**GOAL OF THE EXERCISE:** Each line in the listing below that holds "snippet" should be counted; reply with that number only.

───── DATASET EXTRACT

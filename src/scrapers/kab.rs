//! Dishub Kabupaten Bandung scraper.
//!
//! The CCTV page embeds its camera list as a JavaScript array of object literals:
//!
//! ```text
//! { id: 1, name: "SIMPANG SOREANG", code: "SP", coordinates: [-7.02, 107.52], streamUrl: "https://..." }
//! ```
//!
//! The page is not valid JSON, so each literal is matched with a regex that
//! tolerates whitespace between tokens but otherwise expects this exact shape.

use crate::config::KabConfig;
use crate::error::Result;
use crate::http::get_text;
use crate::models::{CameraRecord, Source};
use crate::utils::parse_coordinate_pair;
use once_cell::sync::Lazy;
use regex::{Captures, Regex};
use reqwest::Client;
use std::collections::HashSet;
use tracing::{debug, info, instrument, warn};

const SOURCE: Source = Source::Kab;

static CAMERA_LITERAL_RE: Lazy<Regex> = Lazy::new(|| {
    Regex::new(
        r#"\{\s*id:\s*(\d+),\s*name:\s*"([^"]+)",\s*code:\s*"([^"]*)",\s*coordinates:\s*\[([^\]]+)\],\s*streamUrl:\s*"([^"]+)"\s*\}"#,
    )
    .unwrap()
});

/// Scrape every camera from the Dishub Kabupaten Bandung page.
#[instrument(level = "info", skip_all, fields(source = %SOURCE))]
pub async fn scrape(client: &Client, config: &KabConfig) -> Result<Vec<CameraRecord>> {
    info!("Scraping Dishub Kabupaten Bandung");
    let html = get_text(client, &config.url).await?;
    let records = extract_cameras(&html);
    info!(count = records.len(), "Scraped Dishub Kabupaten Bandung");
    Ok(records)
}

/// Extract every camera object literal found in `html`, in page order.
///
/// A literal whose coordinate list is not two numbers is skipped. A camera id
/// seen twice keeps only its first record.
pub fn extract_cameras(html: &str) -> Vec<CameraRecord> {
    let mut seen = HashSet::new();
    CAMERA_LITERAL_RE
        .captures_iter(html)
        .filter_map(|caps| {
            let record = match build_record(&caps) {
                Ok(record) => record,
                Err(e) => {
                    warn!(literal = %&caps[0], error = %e, "Skipping camera");
                    return None;
                }
            };
            if !seen.insert(record.id.clone()) {
                warn!(camera = %record.id, "Duplicate camera id; keeping the first");
                return None;
            }
            Some(record)
        })
        .collect()
}

fn build_record(caps: &Captures<'_>) -> Result<CameraRecord> {
    let (lat, lng) = parse_coordinate_pair(&caps[4])?;
    debug!(id = %&caps[1], code = %&caps[3], "Matched camera literal");
    Ok(CameraRecord {
        id: SOURCE.record_id(&[&caps[1]]),
        name: SOURCE.record_name(&caps[2]),
        lat,
        lng,
        stream_url: caps[5].to_string(),
        region: SOURCE.region(),
    })
}

#[cfg(test)]
mod tests {
    use super::*;
    use crate::config::HttpSettings;
    use crate::http::{Trust, build_client};
    use crate::models::Region;
    use pretty_assertions::assert_eq;
    use wiremock::matchers::{method, path};
    use wiremock::{Mock, MockServer, ResponseTemplate};

    #[test]
    fn test_extract_single_literal() {
        let snippet = r#"{ id: 7, name: "Jl. Test", code: "T1", coordinates: [-6.9, 107.6], streamUrl: "http://x/y.m3u8" }"#;
        let records = extract_cameras(snippet);
        assert_eq!(
            records,
            vec![CameraRecord {
                id: "kab-7".to_string(),
                name: "KAB - Jl. Test".to_string(),
                lat: -6.9,
                lng: 107.6,
                stream_url: "http://x/y.m3u8".to_string(),
                region: Region::KabupatenBandung,
            }]
        );
    }

    #[test]
    fn test_extract_tolerates_whitespace_and_surrounding_script() {
        let html = r#"
            <script>
            const cctvData = [
                {
                    id: 1,
                    name: "SIMPANG SOREANG",
                    code: "",
                    coordinates: [ -7.0251 , 107.5198 ],
                    streamUrl: "https://cctv.bandungkab.go.id/soreang/index.m3u8"
                },
                {id:2,name:"BANJARAN",code:"BJR",coordinates:[-7.04,107.59],streamUrl:"https://cctv.bandungkab.go.id/banjaran/index.m3u8"}
            ];
            </script>
        "#;
        let records = extract_cameras(html);
        let ids: Vec<_> = records.iter().map(|r| r.id.as_str()).collect();
        assert_eq!(ids, vec!["kab-1", "kab-2"]);
        assert_eq!(records[0].lat, -7.0251);
        assert_eq!(records[0].lng, 107.5198);
    }

    #[test]
    fn test_bad_coordinates_skip_only_that_literal() {
        let html = r#"
            { id: 1, name: "A", code: "", coordinates: [-7.0], streamUrl: "http://a" }
            { id: 2, name: "B", code: "", coordinates: [-7.1, 107.5], streamUrl: "http://b" }
        "#;
        let records = extract_cameras(html);
        assert_eq!(records.len(), 1);
        assert_eq!(records[0].id, "kab-2");
    }

    #[test]
    fn test_trailing_comma_in_coordinates() {
        let snippet = r#"{ id: 7, name: "Jl. Test", code: "T1", coordinates: [-6.9, 107.6,], streamUrl: "http://x/y.m3u8" }"#;
        let records = extract_cameras(snippet);
        assert_eq!(records.len(), 1);
        assert_eq!(records[0].id, "kab-7");
        assert_eq!((records[0].lat, records[0].lng), (-6.9, 107.6));
    }

    #[test]
    fn test_repeated_id_keeps_first_literal() {
        let html = r#"
            { id: 7, name: "First", code: "", coordinates: [-6.9, 107.6], streamUrl: "http://x/1.m3u8" }
            { id: 8, name: "Other", code: "", coordinates: [-6.8, 107.5], streamUrl: "http://x/2.m3u8" }
            { id: 7, name: "Second", code: "", coordinates: [-7.0, 107.7], streamUrl: "http://x/3.m3u8" }
        "#;
        let records = extract_cameras(html);
        let ids: Vec<_> = records.iter().map(|r| r.id.as_str()).collect();
        assert_eq!(ids, vec!["kab-7", "kab-8"]);
        assert_eq!(records[0].name, "KAB - First");
    }

    #[test]
    fn test_no_literals() {
        assert!(extract_cameras("<html><body>Maintenance</body></html>").is_empty());
    }

    #[tokio::test]
    async fn test_scrape_over_http() {
        let server = MockServer::start().await;
        Mock::given(method("GET"))
            .and(path("/cctv/"))
            .respond_with(ResponseTemplate::new(200).set_body_string(
                r#"var d = [{ id: 3, name: "Cileunyi", code: "CL", coordinates: [-6.94, 107.75], streamUrl: "http://s/3.m3u8" }];"#,
            ))
            .mount(&server)
            .await;

        let client = build_client(&HttpSettings::default(), Trust::Strict).unwrap();
        let config = KabConfig {
            url: format!("{}/cctv/", server.uri()),
        };
        let records = scrape(&client, &config).await.unwrap();
        assert_eq!(records.len(), 1);
        assert_eq!(records[0].name, "KAB - Cileunyi");
    }
}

──────────

**RESPONSE BOX:** 4